On January 21, 2022, the publication officially launched the English version.

Funding 
The project is funded with the support of international donors, provided they do not interfere in editorial policy. Financial support for European Pravda was provided by the European Endowment for Democracy, International Renaissance Foundation, Council of Europe, and NATO Public Diplomacy Division (PDD).

Since June 2016, European Pravda has been co-financed by the European Union. Partial co-financing is provided from the NATO PDD and from advertising revenues.
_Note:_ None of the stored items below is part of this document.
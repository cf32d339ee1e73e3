pub const ANCHOR_DISCRIMINATOR: usize = 8;

// Seeds for PDA derivation: ["registry"]
pub const REGISTRY: &[u8] = b"registry";

// Seeds for PDA derivation: ["hackathon", hackathon_id]
pub const HACKATHON: &[u8] = b"hackathon";

// Seeds for PDA derivation: ["hackathon_name", name]
// Marker account enforcing global name uniqueness
pub const HACKATHON_NAME: &[u8] = b"hackathon_name";

// Maximum number of verifiers per hackathon
pub const MAX_VERIFIERS: usize = 16;

// Maximum hackathon name length in bytes
// Names double as PDA seeds, which are capped at 32 bytes
pub const MAX_NAME_LEN: usize = 32;
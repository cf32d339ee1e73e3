use anchor_lang::prelude::*;
use crate::{constants::*, errors::*, state::*};

// Toggle Pause Instruction
//
// Emergency brake for the whole registry.
// While paused, every mutating operation is blocked.
// Admin only.

#[derive(Accounts)]
pub struct TogglePause<'info> {
    pub admin: Signer<'info>,

    #[account(
        mut,
        seeds = [REGISTRY],
        bump = registry_config.bump,
    )]
    pub registry_config: Account<'info, RegistryConfig>,
}

impl<'info> TogglePause<'info> {
    pub fn toggle_pause(&mut self) -> Result<()> {
        require!(
            self.registry_config.is_admin(&self.admin.key()),
            RegistryError::OnlyAdmin
        );

        self.registry_config.paused = !self.registry_config.paused;

        msg!("Registry paused: {}", self.registry_config.paused);
        Ok(())
    }
}
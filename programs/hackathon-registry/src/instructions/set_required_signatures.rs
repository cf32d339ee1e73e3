use anchor_lang::prelude::*;
use crate::{constants::*, errors::*, state::*};

// Set Required Signatures Instruction
//
// Changes the quorum threshold for one hackathon.
// The new threshold can never exceed the current verifier count.

#[derive(Accounts)]
pub struct SetRequiredSignatures<'info> {
    pub authority: Signer<'info>,

    #[account(
        seeds = [REGISTRY],
        bump = registry_config.bump,
    )]
    pub registry_config: Account<'info, RegistryConfig>,

    #[account(
        mut,
        seeds = [
            HACKATHON,
            &hackathon.hackathon_id.to_le_bytes(),
        ],
        bump = hackathon.bump,
    )]
    pub hackathon: Account<'info, Hackathon>,
}

impl<'info> SetRequiredSignatures<'info> {
    pub fn set_required_signatures(&mut self, n: u8) -> Result<()> {
        // SECURITY CHECKS

        // 1. Pause Check
        require!(!self.registry_config.paused, RegistryError::RegistryPaused);

        // 2. Management Authorization
        require!(
            self.hackathon
                .can_manage(&self.authority.key(), &self.registry_config.admin),
            RegistryError::NotOrganizerOrAdmin
        );

        // 3. Threshold Bounds
        require!(n >= 1, RegistryError::InvalidThreshold);
        require!(
            n as usize <= self.hackathon.verifier_count(),
            RegistryError::ThresholdViolation
        );

        self.hackathon.required_signatures = n;

        msg!(
            "Hackathon {} required signatures set to {}",
            self.hackathon.hackathon_id,
            n,
        );

        Ok(())
    }
}
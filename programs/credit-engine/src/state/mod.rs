pub mod config;
pub mod credit_line;
pub mod project;
pub mod scoring;

pub use config::*;
pub use credit_line::*;
pub use project::*;
pub use scoring::*;
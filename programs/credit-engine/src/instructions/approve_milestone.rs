use anchor_lang::prelude::*;
use anchor_spl::associated_token::AssociatedToken;
use anchor_spl::token::{self, Mint, Token, TokenAccount, Transfer};
use crate::{constants::*, errors::*, events::*, helpers::*, state::*};

// Approve Milestone Instruction
//
// A hackathon verifier approves one milestone. Approvals are counted
// as set cardinality, so arrival order is irrelevant. Crossing the
// hackathon's required-signatures threshold atomically:
// - marks the milestone completed (terminal),
// - bumps the completed counter and the developer's reputation,
// - deactivates the project once every milestone is done,
// - disburses the milestone amount from the vault to the developer.
//
// used_amount is NOT reduced here - it tracks extended credit and
// only comes down through repayment.
//
// All internal state is finalized before the token CPI so a
// reentrant transfer hook can never observe a half-applied quorum.

#[derive(Accounts)]
pub struct ApproveMilestone<'info> {
    #[account(mut)]
    pub verifier: Signer<'info>,

    #[account(
        seeds = [ENGINE],
        bump = config.bump,
    )]
    pub config: Account<'info, EngineConfig>,

    // Hackathon account owned by the configured registry program
    /// CHECK: Owner and discriminator validated in load_hackathon
    pub hackathon: UncheckedAccount<'info>,

    #[account(
        mut,
        seeds = [
            PROJECT,
            &project.project_id.to_le_bytes(),
        ],
        bump = project.bump,
        constraint = project.hackathon == hackathon.key()
            @ CreditEngineError::InvalidHackathonAccount,
    )]
    pub project: Account<'info, Project>,

    #[account(
        mut,
        seeds = [CREDIT_LINE, project.developer.as_ref()],
        bump = credit_line.bump,
    )]
    pub credit_line: Account<'info, CreditLine>,

    // Developer receiving the disbursement
    /// CHECK: Validated against project.developer
    #[account(
        address = project.developer @ CreditEngineError::InvalidDeveloper
    )]
    pub developer: UncheckedAccount<'info>,

    #[account(
        address = config.funding_mint @ CreditEngineError::InvalidFundingMint
    )]
    pub funding_mint: Account<'info, Mint>,

    /// CHECK: PDA used only as a signing authority, never read
    #[account(
        seeds = [VAULT_AUTHORITY],
        bump = config.vault_authority_bump,
    )]
    pub vault_authority: UncheckedAccount<'info>,

    // Protocol vault (source of the disbursement)
    #[account(
        mut,
        associated_token::mint = funding_mint,
        associated_token::authority = vault_authority,
    )]
    pub vault: Account<'info, TokenAccount>,

    // Developer token account (destination), created if missing
    #[account(
        init_if_needed,
        payer = verifier,
        associated_token::mint = funding_mint,
        associated_token::authority = developer,
    )]
    pub developer_token_account: Account<'info, TokenAccount>,

    pub token_program: Program<'info, Token>,
    pub associated_token_program: Program<'info, AssociatedToken>,
    pub system_program: Program<'info, System>,
}

impl<'info> ApproveMilestone<'info> {
    pub fn approve_milestone(&mut self, milestone_index: u8) -> Result<()> {
        // SECURITY CHECKS

        // 1. Pause Check
        require!(!self.config.paused, CreditEngineError::EnginePaused);

        // 2. Verifier Capability Check
        // is_verifier reports false for inactive hackathons, which is
        // the registry's soft-disable gate on disbursement
        let hackathon = load_hackathon(
            &self.hackathon.to_account_info(),
            &self.config.registry,
        )?;
        require!(
            hackathon.is_verifier(&self.verifier.key()),
            CreditEngineError::NotAuthorizedVerifier
        );

        // 3. Project State Check
        require!(self.project.active, CreditEngineError::ProjectInactive);

        // 4. Milestone Existence Check
        let index = milestone_index as usize;
        require!(
            index < self.project.milestone_count(),
            CreditEngineError::MilestoneNotFound
        );

        // 5. Terminal State Check
        // pending -> completed happens exactly once, no reversal
        require!(
            !self.project.milestones[index].completed,
            CreditEngineError::MilestoneAlreadyCompleted
        );

        // 6. Duplicate Approval Check
        require!(
            !self.project.milestones[index].has_approved(&self.verifier.key()),
            CreditEngineError::DuplicateApproval
        );

        // 7. Record Approval
        self.project.milestones[index].approvals.push(self.verifier.key());
        let approval_count = self.project.milestones[index].approval_count();

        msg!(
            "Milestone {} of project {} approved by {}, {}/{}",
            milestone_index,
            self.project.project_id,
            self.verifier.key(),
            approval_count,
            hackathon.required_signatures,
        );

        // Below quorum: approval recorded, nothing else happens
        if approval_count < hackathon.required_signatures as usize {
            return Ok(());
        }

        // QUORUM CROSSED - complete and disburse atomically

        // 8. Vault Balance Re-Check
        // Balances are not reserved per-project at request time, so
        // availability must be proven again at disbursement time
        let amount = self.project.milestones[index].amount;
        require!(
            self.vault.amount >= amount,
            CreditEngineError::InsufficientProtocolBalance
        );

        // 9. Finalize Internal State Before The Transfer
        self.project.milestones[index].completed = true;
        self.project.milestones_completed = self
            .project
            .milestones_completed
            .checked_add(1)
            .ok_or(CreditEngineError::Overflow)?;
        if self.project.all_milestones_completed() {
            self.project.active = false;
        }

        self.credit_line.reputation = self
            .credit_line
            .reputation
            .checked_add(REPUTATION_STEP)
            .ok_or(CreditEngineError::Overflow)?;

        // 10. Disburse From The Vault
        let signer_seeds: &[&[&[u8]]] = &[&[
            VAULT_AUTHORITY,
            &[self.config.vault_authority_bump],
        ]];

        token::transfer(
            CpiContext::new_with_signer(
                self.token_program.to_account_info(),
                Transfer {
                    from: self.vault.to_account_info(),
                    to: self.developer_token_account.to_account_info(),
                    authority: self.vault_authority.to_account_info(),
                },
                signer_seeds,
            ),
            amount,
        )?;

        emit!(MilestoneCompleted {
            project_id: self.project.project_id,
            milestone_index,
            amount,
            approval_count: approval_count as u8,
            developer: self.project.developer,
        });

        msg!(
            "Milestone {} of project {} completed, {} disbursed to {}",
            milestone_index,
            self.project.project_id,
            amount,
            self.project.developer,
        );

        Ok(())
    }
}
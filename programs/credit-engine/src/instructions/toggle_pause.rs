use anchor_lang::prelude::*;
use crate::{constants::*, errors::*, state::*};

// Toggle Pause Instruction
//
// Emergency brake: blocks request_funding and approve_milestone.
// repay_loan stays available while paused (see RepayLoan).
// Admin only.

#[derive(Accounts)]
pub struct TogglePause<'info> {
    pub admin: Signer<'info>,

    #[account(
        mut,
        seeds = [ENGINE],
        bump = config.bump,
    )]
    pub config: Account<'info, EngineConfig>,
}

impl<'info> TogglePause<'info> {
    pub fn toggle_pause(&mut self) -> Result<()> {
        require!(
            self.config.is_admin(&self.admin.key()),
            CreditEngineError::OnlyAdmin
        );

        self.config.paused = !self.config.paused;

        msg!("Engine paused: {}", self.config.paused);
        Ok(())
    }
}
From 2018, the co-donor of the project is also the National Endowment for Democracy (NED), funded from the US Congress budget.

According to the editor of "European Pravda" Serhii Sidorenko, as of February 2021, "EP" is a non-profit organization.

Rating 
According to a survey of 103 experts in 2021, the online publication covered foreign policy issues among the Ukrainian media in the best possible way.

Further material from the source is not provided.